Your task: When a line of the entries contains "MemoryHarness", please list that line.

Task material:
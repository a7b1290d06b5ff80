use tracing_subscriber::EnvFilter;

/// Route the offload, rehydration and cleanup events of the extended client
/// to stdout. Debug builds print human-readable lines, release builds one JSON
/// object per event. `RUST_LOG` picks the level (`info` when unset), e.g.
/// `RUST_LOG=spillway_sdk=debug` to see every offloaded pointer.
///
/// Returns `false` if a global subscriber is already installed, so test
/// harnesses and demos may each call it.
pub fn init_tracing() -> bool {
    let filter = EnvFilter::try_from_default_env().unwrap_or_else(|_| EnvFilter::new("info"));

    let installed = if cfg!(debug_assertions) {
        tracing_subscriber::fmt()
            .with_env_filter(filter)
            .with_target(true)
            .try_init()
    } else {
        tracing_subscriber::fmt()
            .with_env_filter(filter)
            .json()
            .try_init()
    };
    installed.is_ok()
}
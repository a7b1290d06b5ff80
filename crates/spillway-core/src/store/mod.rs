mod memory;
mod object;
mod traits;

pub use memory::{MemoryObjectStore, MemoryPayloadStore};
pub use object::ObjectPayloadStore;
pub use traits::{ObjectStore, PayloadStore};
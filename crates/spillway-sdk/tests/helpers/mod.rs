#![allow(dead_code)]

use std::sync::Arc;
use std::time::Duration;

use async_trait::async_trait;
use spillway_core::{
    MemoryObjectStore, MemoryPayloadStore, MessageAttributeValue, MessageAttributes,
    ObjectPayloadStore, OffloadConfig, PayloadPointer, PayloadResult, PayloadStore,
    RESERVED_ATTRIBUTE_NAME,
};
use spillway_sdk::{
    ExtendedQueueClient, MemoryQueue, QueueClient, ReceiveMessageRequest, SendMessageRequest,
};

pub const BUCKET: &str = "extended-payloads";

pub type TestClient = ExtendedQueueClient<Arc<MemoryQueue>>;

/// Extended client over a [`MemoryQueue`] and an object-store backed payload store.
pub struct ObjectHarness {
    pub client: TestClient,
    pub queue: Arc<MemoryQueue>,
    pub objects: Arc<MemoryObjectStore>,
}

impl ObjectHarness {
    /// Cleanup enabled, every other setting at its default except the threshold.
    pub fn with_threshold(threshold: usize) -> Self {
        Self::with_config(OffloadConfig {
            message_size_threshold: threshold,
            ..OffloadConfig::default()
        })
    }

    pub fn with_config(config: OffloadConfig) -> Self {
        spillway_core::telemetry::init_tracing();
        let queue = Arc::new(MemoryQueue::new());
        let objects = Arc::new(MemoryObjectStore::new());
        let store = Arc::new(ObjectPayloadStore::new(objects.clone(), BUCKET));
        let client = ExtendedQueueClient::new(queue.clone())
            .with_config(config)
            .unwrap()
            .with_payload_support(store);
        Self {
            client,
            queue,
            objects,
        }
    }

    /// Put a payload straight into the bucket and return its pointer.
    pub async fn put_payload(&self, key: &str, payload: &[u8]) -> PayloadPointer {
        use spillway_core::ObjectStore;
        self.objects
            .put_object(BUCKET, key, payload.to_vec())
            .await
            .unwrap();
        PayloadPointer::object(BUCKET, key).unwrap()
    }
}

/// Extended client over a [`MemoryQueue`] and a call-counting in-memory payload store.
pub struct MemoryHarness {
    pub client: TestClient,
    pub queue: Arc<MemoryQueue>,
    pub store: Arc<MemoryPayloadStore>,
}

impl MemoryHarness {
    pub fn with_threshold(threshold: usize) -> Self {
        spillway_core::telemetry::init_tracing();
        let queue = Arc::new(MemoryQueue::new());
        let store = Arc::new(MemoryPayloadStore::new("test-store"));
        let config = OffloadConfig {
            message_size_threshold: threshold,
            ..OffloadConfig::default()
        };
        let client = ExtendedQueueClient::new(queue.clone())
            .with_config(config)
            .unwrap()
            .with_payload_support(store.clone());
        Self {
            client,
            queue,
            store,
        }
    }
}

/// `count` string attributes named `attr_0..` with one-byte values.
pub fn attributes(count: usize) -> MessageAttributes {
    (0..count)
        .map(|i| (format!("attr_{i}"), MessageAttributeValue::string("v")))
        .collect()
}

/// Receive request for a full batch with every message attribute returned.
pub fn receive_all() -> ReceiveMessageRequest {
    ReceiveMessageRequest::new()
        .with_max_messages(10)
        .with_message_attribute_name("All")
}

/// Place a message on the raw queue that claims to be offloaded: body is the
/// given text, marker attribute carries `declared_size`.
pub async fn send_marked(queue: &MemoryQueue, body: impl Into<String>, declared_size: usize) {
    queue
        .send(SendMessageRequest::new(body).with_attribute(
            RESERVED_ATTRIBUTE_NAME,
            MessageAttributeValue::number(declared_size),
        ))
        .await
        .unwrap();
}

/// Payload store whose fetches of one key never complete in time.
pub struct StallingPayloadStore {
    pub inner: MemoryPayloadStore,
    pub stalled_key: String,
    pub stall: Duration,
}

#[async_trait]
impl PayloadStore for StallingPayloadStore {
    async fn store(&self, payload: &[u8], key: Option<&str>) -> PayloadResult<PayloadPointer> {
        self.inner.store(payload, key).await
    }

    async fn fetch(&self, pointer: &PayloadPointer) -> PayloadResult<Vec<u8>> {
        if pointer.key() == self.stalled_key {
            tokio::time::sleep(self.stall).await;
        }
        self.inner.fetch(pointer).await
    }

    async fn delete(&self, pointer: &PayloadPointer) -> PayloadResult<()> {
        self.inner.delete(pointer).await
    }

    fn parse_pointer(&self, raw: &str) -> PayloadResult<PayloadPointer> {
        self.inner.parse_pointer(raw)
    }
}
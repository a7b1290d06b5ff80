use std::sync::Arc;

use async_trait::async_trait;
use tracing::debug;
use uuid::Uuid;

use crate::error::{PayloadError, PayloadResult};
use crate::pointer::{PayloadPointer, PointerScheme};
use crate::store::traits::{ObjectStore, PayloadStore};

/// Payload store backed by a bucket in an object store.
///
/// New payloads are written to the configured bucket. Reads and deletes follow
/// the bucket named by the pointer, so a consumer configured with a different
/// bucket can still resolve pointers produced elsewhere.
pub struct ObjectPayloadStore {
    objects: Arc<dyn ObjectStore>,
    bucket: String,
}

impl ObjectPayloadStore {
    /// The bucket must already exist in the object store.
    pub fn new(objects: Arc<dyn ObjectStore>, bucket: impl Into<String>) -> Self {
        Self {
            objects,
            bucket: bucket.into(),
        }
    }

    pub fn bucket(&self) -> &str {
        &self.bucket
    }

    fn ensure_owned(&self, pointer: &PayloadPointer) -> PayloadResult<()> {
        if pointer.scheme() != PointerScheme::ObjectStore {
            return Err(PayloadError::TypeMismatch {
                expected: PointerScheme::ObjectStore,
                actual: pointer.scheme(),
            });
        }
        Ok(())
    }
}

/// UUIDv7 keys: unique across concurrent producers and roughly time-ordered
/// inside the bucket.
fn generate_key() -> String {
    Uuid::now_v7().to_string()
}

#[async_trait]
impl PayloadStore for ObjectPayloadStore {
    async fn store(&self, payload: &[u8], key: Option<&str>) -> PayloadResult<PayloadPointer> {
        let key = key.map_or_else(generate_key, str::to_string);
        // Build the pointer first so an invalid bucket or key never reaches the store.
        let pointer = PayloadPointer::object(self.bucket.as_str(), key)?;
        self.objects
            .put_object(pointer.store_id(), pointer.key(), payload.to_vec())
            .await?;
        debug!(
            bucket = %pointer.store_id(),
            key = %pointer.key(),
            size = payload.len(),
            "payload stored"
        );
        Ok(pointer)
    }

    async fn fetch(&self, pointer: &PayloadPointer) -> PayloadResult<Vec<u8>> {
        self.ensure_owned(pointer)?;
        let body = self
            .objects
            .get_object(pointer.store_id(), pointer.key())
            .await?;
        debug!(
            bucket = %pointer.store_id(),
            key = %pointer.key(),
            size = body.len(),
            "payload fetched"
        );
        Ok(body)
    }

    async fn delete(&self, pointer: &PayloadPointer) -> PayloadResult<()> {
        self.ensure_owned(pointer)?;
        self.objects
            .delete_object(pointer.store_id(), pointer.key())
            .await?;
        debug!(bucket = %pointer.store_id(), key = %pointer.key(), "payload deleted");
        Ok(())
    }

    fn parse_pointer(&self, raw: &str) -> PayloadResult<PayloadPointer> {
        let pointer = PayloadPointer::parse(raw)?;
        self.ensure_owned(&pointer)?;
        Ok(pointer)
    }
}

Written solution:
pub struct MemoryHarness {
impl MemoryHarness {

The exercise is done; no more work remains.